>Too bad it seems that email's best days are over now, as email nowadays is mostly for notifications.
Email is still heavily used for business-to-business communication between humans. Talking about business matters is still more natural via email until the participants know each other well enough to switch to texting.
But yes, for personal communication, friends & family have shifted from email to phone texts. E.g. my friend who graduated from college in 1990s used to communicate with his parents with 100% email but now it's 100% text messaging. Email is too much friction for personal comms.
Any sources on that? I’m guessing the 90% is hyperbole, but I still wonder how much spam the average user actually gets. (For me, close to absolute zero)
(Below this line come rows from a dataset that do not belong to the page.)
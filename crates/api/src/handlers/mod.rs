//! Request handlers, one submodule per resource.
//!
//! Handlers delegate to the corresponding repository in `gallery_db` and map
//! errors via [`AppError`](crate::error::AppError).

pub mod category;
pub mod gallery;
//! Extractors whose rejections render through [`AppError`].
//!
//! Axum's built-in `Json`, `Query` and `Path` reject with plain-text bodies.
//! These wrappers keep every failure in the `{ "error", "code" }` envelope.

use axum::extract::{FromRequest, FromRequestParts};

use crate::error::AppError;

/// JSON request body.
#[derive(Debug, FromRequest)]
#[from_request(via(axum::Json), rejection(AppError))]
pub struct AppJson<T>(pub T);

/// Query string parameters.
#[derive(Debug, FromRequestParts)]
#[from_request(via(axum::extract::Query), rejection(AppError))]
pub struct AppQuery<T>(pub T);

/// Path parameters.
#[derive(Debug, FromRequestParts)]
#[from_request(via(axum::extract::Path), rejection(AppError))]
pub struct AppPath<T>(pub T);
It has taken me over a year to wrangle my inbox into shape (unsubscribing from all marketing email that isn't spam/gets through google's spam filter) and I would say anecdotally that my incoming email has decreased by at least 90%. I go multiple days without receiving emails now.
Pretty much every company/service out there opts you into spam unless you proactively opt-out of it (which takes effort and knowledge to work around the dark patterns).
Looking at my password manager I've got ~260 logins right now and keep in mind that I don't do social media and try to avoid creating accounts as much as possible (and delete the ones I don't use for a long time), so the average user is likely to have a lot more accounts.
Even if each one of these companies only spammed once a week (most will do more frequently if you let them), that'll already significantly outnumber the amount of legitimate e-mail I receive.